┌─ Record excerpts

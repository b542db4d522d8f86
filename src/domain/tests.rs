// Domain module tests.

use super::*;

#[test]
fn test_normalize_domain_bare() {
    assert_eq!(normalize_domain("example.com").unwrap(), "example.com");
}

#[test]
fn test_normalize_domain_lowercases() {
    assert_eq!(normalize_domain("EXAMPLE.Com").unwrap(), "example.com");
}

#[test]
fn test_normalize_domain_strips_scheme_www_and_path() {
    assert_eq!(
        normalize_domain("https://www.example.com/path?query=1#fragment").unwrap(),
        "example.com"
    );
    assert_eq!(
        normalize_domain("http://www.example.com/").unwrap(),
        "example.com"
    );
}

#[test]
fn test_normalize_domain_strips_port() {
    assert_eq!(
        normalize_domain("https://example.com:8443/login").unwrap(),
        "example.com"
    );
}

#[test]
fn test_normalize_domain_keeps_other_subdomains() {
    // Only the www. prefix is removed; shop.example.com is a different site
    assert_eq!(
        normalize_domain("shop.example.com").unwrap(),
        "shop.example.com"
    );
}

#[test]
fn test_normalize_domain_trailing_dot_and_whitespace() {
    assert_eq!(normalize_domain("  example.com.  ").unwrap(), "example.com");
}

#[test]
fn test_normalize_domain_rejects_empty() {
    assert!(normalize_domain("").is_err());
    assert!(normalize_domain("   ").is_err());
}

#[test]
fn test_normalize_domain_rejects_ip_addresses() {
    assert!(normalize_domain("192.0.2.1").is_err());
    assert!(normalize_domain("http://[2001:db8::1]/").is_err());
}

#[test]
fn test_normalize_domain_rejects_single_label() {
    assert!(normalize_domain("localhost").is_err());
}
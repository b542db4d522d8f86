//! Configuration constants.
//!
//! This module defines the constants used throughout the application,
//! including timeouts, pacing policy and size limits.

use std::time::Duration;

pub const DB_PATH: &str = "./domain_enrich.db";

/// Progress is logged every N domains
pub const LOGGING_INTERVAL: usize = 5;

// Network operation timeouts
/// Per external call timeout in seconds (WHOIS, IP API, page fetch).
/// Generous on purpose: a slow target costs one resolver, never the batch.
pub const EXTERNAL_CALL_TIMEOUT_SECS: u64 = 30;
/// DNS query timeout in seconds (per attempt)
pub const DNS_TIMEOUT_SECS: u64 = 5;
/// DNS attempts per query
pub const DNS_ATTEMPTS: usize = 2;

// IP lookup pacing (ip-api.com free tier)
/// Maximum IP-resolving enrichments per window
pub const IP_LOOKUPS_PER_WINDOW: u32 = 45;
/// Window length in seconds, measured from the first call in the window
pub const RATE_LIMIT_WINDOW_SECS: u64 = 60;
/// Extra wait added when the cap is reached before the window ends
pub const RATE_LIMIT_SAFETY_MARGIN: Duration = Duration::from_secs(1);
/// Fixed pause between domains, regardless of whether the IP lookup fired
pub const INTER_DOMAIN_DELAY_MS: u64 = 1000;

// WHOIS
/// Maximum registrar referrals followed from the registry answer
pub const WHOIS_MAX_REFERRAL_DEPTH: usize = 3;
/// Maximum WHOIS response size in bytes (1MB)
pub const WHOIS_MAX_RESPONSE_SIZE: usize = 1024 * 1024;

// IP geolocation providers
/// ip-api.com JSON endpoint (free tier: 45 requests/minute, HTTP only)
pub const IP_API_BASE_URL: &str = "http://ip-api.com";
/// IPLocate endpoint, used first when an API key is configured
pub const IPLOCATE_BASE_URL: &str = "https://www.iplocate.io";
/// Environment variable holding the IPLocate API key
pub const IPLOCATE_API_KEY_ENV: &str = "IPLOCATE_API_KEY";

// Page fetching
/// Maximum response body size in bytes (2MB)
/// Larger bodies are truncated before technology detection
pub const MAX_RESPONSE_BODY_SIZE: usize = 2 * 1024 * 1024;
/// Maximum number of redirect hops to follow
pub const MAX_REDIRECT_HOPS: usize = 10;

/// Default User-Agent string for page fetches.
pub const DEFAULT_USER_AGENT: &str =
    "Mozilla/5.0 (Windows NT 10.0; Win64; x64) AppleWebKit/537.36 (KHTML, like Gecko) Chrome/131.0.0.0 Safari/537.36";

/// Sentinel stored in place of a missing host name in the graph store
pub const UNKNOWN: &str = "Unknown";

└─
┌─ Record excerpts

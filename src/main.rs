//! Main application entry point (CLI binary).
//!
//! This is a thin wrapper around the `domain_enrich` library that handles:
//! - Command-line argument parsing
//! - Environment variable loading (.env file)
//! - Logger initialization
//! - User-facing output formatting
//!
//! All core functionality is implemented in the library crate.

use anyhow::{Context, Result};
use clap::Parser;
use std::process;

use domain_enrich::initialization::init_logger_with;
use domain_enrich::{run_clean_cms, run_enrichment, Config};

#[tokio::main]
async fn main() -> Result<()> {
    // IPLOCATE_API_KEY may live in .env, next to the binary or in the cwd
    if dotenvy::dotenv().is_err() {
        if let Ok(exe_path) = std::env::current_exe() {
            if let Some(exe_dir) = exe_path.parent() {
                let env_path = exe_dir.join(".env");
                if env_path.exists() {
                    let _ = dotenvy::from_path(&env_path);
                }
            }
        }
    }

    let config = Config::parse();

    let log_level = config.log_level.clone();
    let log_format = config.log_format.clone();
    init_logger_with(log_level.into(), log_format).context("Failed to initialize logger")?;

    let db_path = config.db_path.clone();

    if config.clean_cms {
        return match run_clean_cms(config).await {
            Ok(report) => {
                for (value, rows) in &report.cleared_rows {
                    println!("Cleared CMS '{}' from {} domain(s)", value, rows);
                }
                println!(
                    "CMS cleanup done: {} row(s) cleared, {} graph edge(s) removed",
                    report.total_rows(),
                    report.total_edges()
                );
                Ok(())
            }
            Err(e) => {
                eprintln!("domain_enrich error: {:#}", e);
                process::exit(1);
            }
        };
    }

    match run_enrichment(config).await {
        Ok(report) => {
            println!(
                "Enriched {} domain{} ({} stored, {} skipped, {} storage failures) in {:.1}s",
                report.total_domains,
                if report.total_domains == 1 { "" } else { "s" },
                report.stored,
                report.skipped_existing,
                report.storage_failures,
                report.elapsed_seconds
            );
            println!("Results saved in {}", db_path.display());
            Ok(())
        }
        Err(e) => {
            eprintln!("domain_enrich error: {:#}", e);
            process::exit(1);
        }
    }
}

└─

■ **What the task asks**: Look for the string "Environment" in the listing above and copy every line holding it.

■ **Output below**:
/// Environment variable holding the IPLocate API key
//! - Environment variable loading (.env file)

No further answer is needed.